Okinawa Hai fallback

CONTRIBUTED BY MEREDITH NOVARIO

Welcome to the final episode of this PCS. Feel free to remain on the edge of your seat.

On Friday, we board a plane with Maltsby and head home via Tokyo and O’Hare. Apologies in advance to the United flight attendants and any of you that may be on our flight. We are a living, crying, gasping tornado of a family.

I have spent six years in Japan now and while it isn’t my home it has been a home. Here I met Joe, brought 7-month old Eli over to spend his first three years and had Henry Higgins. Here I feel safe to walk alone day or night. Here I am not inundated with choices about which deodorant or car or dress size will complete my life. Here I literally cannot understand most of what goes on around me. The words spoken and written are curiousities and not mandates about what to need or want. Here stores open at a casual 10am. Here customer service is an ancient art form. Here it is hot. Hotter than I knew I could handle. But did. Here is almost over for us. Here is mine for less than a week. Mostly I don’t let the leaving register. It’s both routine and devastating in one blow. Instead I plow through my to-do lists and lose my patience with the boys.

Magically, earlier this month our temporary storage was sent to the new house in Montclair. It seems there were a series of miscommunications and unknowingly, SURPRISE, I gave permission to have that stuff, stuff I haven’t seen in three years, stuff I wouldn’t recognize on the street, delivered to a house in which people are still living. Those people, the owners of the home, are kind and helpful people who cleared out their garage to make way for our stuff despite having their own PCS to orchestrate. I apologized and sent gifts and the woman of house sent me an e-mail with all the right tones of sun and flowers to cheer me up. She also said how she thought military wives should get chest candy (medals & ribbons), to wear to the balls. She suggested that there be a medal for each deployment between one and six months. Another for deployments over six months. A ribbon for every PCS done without a spouse. Another ribbon for ever pregnancy and birth that went down without a spouse. To her stroke of genius I’d like to add a big medal for each and every PCS that we go through no matter who is there or not there. This kind of upheaval can knock your socks off!

All in all our PCS has gone smoothly. Or maybe I just say that now because Joe is home and my sanity has been mostly restored. Our Unaccompanied Baggage was taken in less than twenty minutes leaving only body odor behind. The Household Goods were gone in under three hours leaving only bathroom and cooking potions behind. On a good tip, we took all of our glass and liquids to the Kadena Recycling Center along with an old water-logged shelf. A man in alligator shoes told with me with great calm and passion that it was their job to separate trash. With that I left him our bags of odds and ends and drove away unfettered. For those of you living off-base, get to know that place. Immediately.

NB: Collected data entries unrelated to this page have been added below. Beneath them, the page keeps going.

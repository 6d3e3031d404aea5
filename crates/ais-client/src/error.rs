//! Error types for the AIS client
//!
//! Setup-time problems (missing credential material, unreadable trust
//! anchors) surface as [`Error::Config`] from the constructors. Everything
//! that can go wrong during a `sign`/`timestamp` call is captured into the
//! session's outcome state instead of being returned to the caller; the
//! variants below are what the internal layers exchange.

use thiserror::Error;

/// Error types that can occur when using the AIS client
#[derive(Debug, Error)]
pub enum Error {
    /// Credential or trust-anchor material missing or unusable at setup
    #[error("configuration error: {0}")]
    Config(String),

    /// HTTP request failed at the transport layer
    #[error("HTTP request failed: {0}")]
    Http(#[from] reqwest::Error),

    /// Server answered with an HTTP error status and no parseable envelope
    #[error("unexpected HTTP status {status}")]
    UnexpectedStatus {
        /// The HTTP status code returned by the server
        status: u16,
    },

    /// XML reading or writing failed
    #[error("XML error: {0}")]
    Xml(#[from] quick_xml::Error),

    /// Response envelope is structurally not a SOAP message
    #[error("invalid SOAP envelope: {0}")]
    Envelope(String),

    /// Signature payload is not valid base64
    #[error("invalid base64 payload: {0}")]
    Base64(#[from] base64::DecodeError),

    /// ASN.1 decoding of the signature bundle failed
    #[error("ASN.1 parsing error: {0}")]
    Asn1(String),

    /// The signature bundle contained no usable certificate
    #[error("no certificate could be extracted from the signature")]
    NoSignerCertificate,
}

impl Error {
    /// Create a configuration error
    pub fn config(message: impl Into<String>) -> Self {
        Self::Config(message.into())
    }

    /// Create an envelope error
    pub fn envelope(message: impl Into<String>) -> Self {
        Self::Envelope(message.into())
    }

    /// Create an ASN.1 error
    pub fn asn1(message: impl Into<String>) -> Self {
        Self::Asn1(message.into())
    }
}

/// Result type alias using the AIS client error type
pub type Result<T> = std::result::Result<T, Error>;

As I looked through our empty house it was hard for me to remember why we chose it three years ago. The lay-out is no good for running, flailing children. The wood floors do not complement said children or dogs with claws. The shoji screens, well, that was just silly on our part. Maybe it was the itty-bitty yard. And maybe with just a seven-month old we couldn’t know what house we’d need as he grew. Heck, we didn’t even have Henry yet. And I wonder if in three years I will look at our next house empty and wonder the same thing. For now though the new house with the fenced yard and cul-de-sac and finished basement and proximity to Joe’s work and SPACE seems absolutely perfect for who we are today. As, I suppose, our Mizugama house was perfect for us three years ago. Three years is both a lifetime and a blink.

I started this blog because when I got to Okinawa I was lost. I was new to the military and motherhood. I did not know where I was, who I was or where to start. So I started here with the help of a few lovely people. Now we are a large group of lovely people. And you out there reading are lovely too! I cannot properly thank everyone for the enthusiasm and time and brilliance that has been put into this community. Each of you humble me with your willingness to lend a hand and embrace the wonderful-ness of Okinawa. This is a good thing and I am sad to leave. My wacky friend Staci will be taking over this category and shedding light on things much more pressing and exciting than my big PCS.

Thanks to each of you for making this island feel like grilled cheese, tomato soup and an episode of Friends. You comfort me.

Toodle-oo.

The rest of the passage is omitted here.